**WHAT YOU HAVE TO DO:**
Copy the lines below verbatim, but only from the line containing "pages are 1-based" through the end of the data.

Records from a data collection
======
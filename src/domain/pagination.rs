//! Offset pagination shared by list queries

pub const DEFAULT_PAGE: u32 = 1;
pub const DEFAULT_LIMIT: u32 = 10;
pub const MAX_LIMIT: u32 = 100;

/// A clamped `(page, limit)` pair; pages are 1-based
#[derive(Debug, Clone, Copy, PartialEq, Eq)]
pub struct Pagination {
    pub page: u32,
    pub limit: u32,
}

impl Default for Pagination {
    fn default() -> Self {
        Self {
            page: DEFAULT_PAGE,
            limit: DEFAULT_LIMIT,
        }
    }
}

/// Clamp raw pagination input.
///
/// `page = max(1, page ?? 1)`, `limit = min(max(1, limit ?? 10), 100)`.
pub fn validate_pagination(page: Option<i64>, limit: Option<i64>) -> Pagination {
    let page = page.unwrap_or(i64::from(DEFAULT_PAGE)).max(1);
    let limit = limit
        .unwrap_or(i64::from(DEFAULT_LIMIT))
        .clamp(1, i64::from(MAX_LIMIT));

    Pagination {
        page: u32::try_from(page).unwrap_or(u32::MAX),
        limit: u32::try_from(limit).unwrap_or(MAX_LIMIT),
    }
}

/// One window of an ordered result set
#[derive(Debug, Clone, PartialEq)]
pub struct Page<T> {
    pub items: Vec<T>,
    pub total: usize,
    pub page: u32,
    pub limit: u32,
    pub total_pages: usize,
}

impl<T> Page<T> {
    /// Slice `[(page - 1) * limit, page * limit)` out of the full result set.
    ///
    /// Inputs are taken as given. A page past the end yields no items but keeps
    /// the totals; a zero limit yields no items and zero pages.
    pub fn from_items(all: Vec<T>, page: u32, limit: u32) -> Self {
        let total = all.len();
        let window = limit as usize;

        let total_pages = if window == 0 {
            0
        } else {
            total.div_ceil(window)
        };

        let start = (page.saturating_sub(1) as usize).saturating_mul(window);
        let items = all.into_iter().skip(start).take(window).collect();

        Self {
            items,
            total,
            page,
            limit,
            total_pages,
        }
    }

    pub fn map<U>(self, f: impl FnMut(T) -> U) -> Page<U> {
        Page {
            items: self.items.into_iter().map(f).collect(),
            total: self.total,
            page: self.page,
            limit: self.limit,
            total_pages: self.total_pages,
        }
    }
}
======
**TASK RESPONSE:**
/// A clamped `(page, limit)` pair; pages are 1-based
#[derive(Debug, Clone, Copy, PartialEq, Eq)]
pub struct Pagination {
    pub page: u32,
    pub limit: u32,
}

impl Default for Pagination {
    fn default() -> Self {
        Self {
            page: DEFAULT_PAGE,
            limit: DEFAULT_LIMIT,
        }
    }
}

/// Clamp raw pagination input.
///
/// `page = max(1, page ?? 1)`, `limit = min(max(1, limit ?? 10), 100)`.
pub fn validate_pagination(page: Option<i64>, limit: Option<i64>) -> Pagination {
    let page = page.unwrap_or(i64::from(DEFAULT_PAGE)).max(1);
    let limit = limit
        .unwrap_or(i64::from(DEFAULT_LIMIT))
        .clamp(1, i64::from(MAX_LIMIT));

    Pagination {
        page: u32::try_from(page).unwrap_or(u32::MAX),
        limit: u32::try_from(limit).unwrap_or(MAX_LIMIT),
    }
}

/// One window of an ordered result set
#[derive(Debug, Clone, PartialEq)]
pub struct Page<T> {
    pub items: Vec<T>,
    pub total: usize,
    pub page: u32,
    pub limit: u32,
    pub total_pages: usize,
}

impl<T> Page<T> {
    /// Slice `[(page - 1) * limit, page * limit)` out of the full result set.
    ///
    /// Inputs are taken as given. A page past the end yields no items but keeps
    /// the totals; a zero limit yields no items and zero pages.
    pub fn from_items(all: Vec<T>, page: u32, limit: u32) -> Self {
        let total = all.len();
        let window = limit as usize;

        let total_pages = if window == 0 {
            0
        } else {
            total.div_ceil(window)
        };

        let start = (page.saturating_sub(1) as usize).saturating_mul(window);
        let items = all.into_iter().skip(start).take(window).collect();

        Self {
            items,
            total,
            page,
            limit,
            total_pages,
        }
    }

    pub fn map<U>(self, f: impl FnMut(T) -> U) -> Page<U> {
        Page {
            items: self.items.into_iter().map(f).collect(),
            total: self.total,
            page: self.page,
            limit: self.limit,
            total_pages: self.total_pages,
        }
    }
}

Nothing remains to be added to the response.